Instructions for the task – With the line containing "block) goes through" as the first line and the last line of the records as the final one, reproduce that range exactly.

Source data –
--- --- ---

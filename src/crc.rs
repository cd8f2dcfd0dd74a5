//! CRC-16 codec (module C1).
//!
//! Pinned to the CRC-16/XMODEM variant (poly `0x1021`, init `0x0000`, no
//! reflection, no final xor) — see `SPEC_FULL.md` for why this variant was
//! chosen over the vendor's undocumented one. Every call site in this crate
//! (package header, vendor frame trailer, YMODEM block) goes through
//! [`crc16`], so a future correction only changes this file.

use crc::{Crc, CRC_16_XMODEM};

static XMODEM: Crc<u16> = Crc::<u16>::new(&CRC_16_XMODEM);

/// Computes the CRC-16/XMODEM checksum of `data`. Total over all inputs,
/// including the empty slice (`crc16(&[]) == 0`).
pub fn crc16(data: &[u8]) -> u16 {
    XMODEM.checksum(data)
}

--- --- ---

Result of the exercise –
//! (package header, vendor frame trailer, YMODEM block) goes through
//! [`crc16`], so a future correction only changes this file.

use crc::{Crc, CRC_16_XMODEM};

static XMODEM: Crc<u16> = Crc::<u16>::new(&CRC_16_XMODEM);

/// Computes the CRC-16/XMODEM checksum of `data`. Total over all inputs,
/// including the empty slice (`crc16(&[]) == 0`).
pub fn crc16(data: &[u8]) -> u16 {
    XMODEM.checksum(data)
}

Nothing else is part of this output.